Keep Our Public Lands Free From Corporate Hands Statement of Principles
Recent efforts from the Trump administration to roll back federal public lands protections and weaken bedrock environmental laws like the Endangered Species Act, the Antiquities Act, and the National Environmental Policy Act to allow expanded industrial activity are highly controversial among the American public and pose irreparable risks to the American landscape. They also pose the risk of stranded assets to companies that seek to exploit these rollbacks.
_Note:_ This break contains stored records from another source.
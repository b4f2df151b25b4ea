use anyhow::{Context, Result};
use tracing::{info, warn};

use crate::bot::EventProcessor;
use crate::events::Meta;
use crate::meal::{self, MealError};
use crate::messages::{
    MSG_ADD_SAMPLE, MSG_HELLO, MSG_HELP, MSG_NO_MEALS, MSG_SAVED, MSG_UNKNOWN_COMMAND,
};
use crate::platform::Transport;
use crate::storage::{MealStore, StoreError};

const ADD_MEAL_CMD: &str = "/add";
const ADD_SAMPLE_CMD: &str = "/add_sample";
const MEAL_CMD: &str = "/meal";
const HELP_CMD: &str = "/help";
const START_CMD: &str = "/start";

#[derive(Debug, Clone, Copy, PartialEq, Eq)]
pub enum Command {
    Meal,
    Help,
    Start,
    AddSample,
    AddMeal,
    Unknown,
}

impl Command {
    /// Exact commands win over `/add`, which matches anywhere in the text.
    pub fn parse(text: &str) -> Self {
        match text.trim() {
            MEAL_CMD => Command::Meal,
            HELP_CMD => Command::Help,
            START_CMD => Command::Start,
            ADD_SAMPLE_CMD => Command::AddSample,
            other if other.contains(ADD_MEAL_CMD) => Command::AddMeal,
            _ => Command::Unknown,
        }
    }
}

impl<T: Transport, S: MealStore> EventProcessor<T, S> {
    pub(crate) async fn reply_to_command(&self, text: &str, meta: &Meta) -> Result<()> {
        let text = text.trim();
        let chat_id = meta.chat_id;

        info!("Got new command '{}' from '{}'", text, meta.username);

        match Command::parse(text) {
            Command::Meal => self.send_random_meal(chat_id).await,
            Command::Help => self.transport.send_message(chat_id, MSG_HELP).await,
            Command::Start => self.transport.send_message(chat_id, MSG_HELLO).await,
            Command::AddSample => self.transport.send_message(chat_id, MSG_ADD_SAMPLE).await,
            Command::AddMeal => self.add_meal(chat_id, text).await,
            Command::Unknown => {
                self.transport
                    .send_message(chat_id, MSG_UNKNOWN_COMMAND)
                    .await
            }
        }
    }

    /// Answer errors the user caused with a reply instead of failing.
    /// Anything else is returned unchanged.
    pub(crate) async fn handle_client_errors(&self, result: Result<()>, chat_id: i64) -> Result<()> {
        let err = match result {
            Ok(()) => return Ok(()),
            Err(err) => err,
        };

        match client_reply(&err) {
            Some(reply) => {
                warn!("Rejected request from chat {}: {:#}", chat_id, err);
                self.transport.send_message(chat_id, &reply).await
            }
            None => Err(err),
        }
    }

    async fn add_meal(&self, chat_id: i64, text: &str) -> Result<()> {
        let meal = meal::parse_text(text).context("error parsing text to meal")?;

        self.store.create(&meal).await.context("save meal")?;

        self.transport.send_message(chat_id, MSG_SAVED).await?;

        info!("Meal '{}' saved", meal.name);
        Ok(())
    }

    async fn send_random_meal(&self, chat_id: i64) -> Result<()> {
        let meal = self
            .store
            .get_random()
            .await
            .context("get random meal")?;

        self.transport
            .send_photo(chat_id, &meal.photo_url, &meal.name)
            .await
            .context("can't send photo")?;

        if !meal.description.is_empty() {
            self.transport
                .send_message(chat_id, &meal.description)
                .await
                .context("can't send description")?;
        }
        if !meal.instructions.is_empty() {
            self.transport
                .send_message(chat_id, &meal.instructions)
                .await
                .context("can't send instructions")?;
        }

        Ok(())
    }
}

/// The reply for errors a user can act on, found by type anywhere in the chain.
fn client_reply(err: &anyhow::Error) -> Option<String> {
    err.chain().find_map(|cause| {
        if let Some(meal_err) = cause.downcast_ref::<MealError>() {
            return Some(meal_err.to_string());
        }
        match cause.downcast_ref::<StoreError>() {
            Some(StoreError::NotFound) => Some(MSG_NO_MEALS.to_string()),
            None => None,
        }
    })
}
We oppose the opening of protected or previously protected federal public lands and waters to development. We strongly urge companies involved in mining or other extractive activities, and the banks that fund them, not to conduct or finance any new or expanded commercial activity on any public lands and waters that were formerly or are currently under legal or administrative protections, or that would impact these lands and waters, and to adopt a no-go policy clarifying this position.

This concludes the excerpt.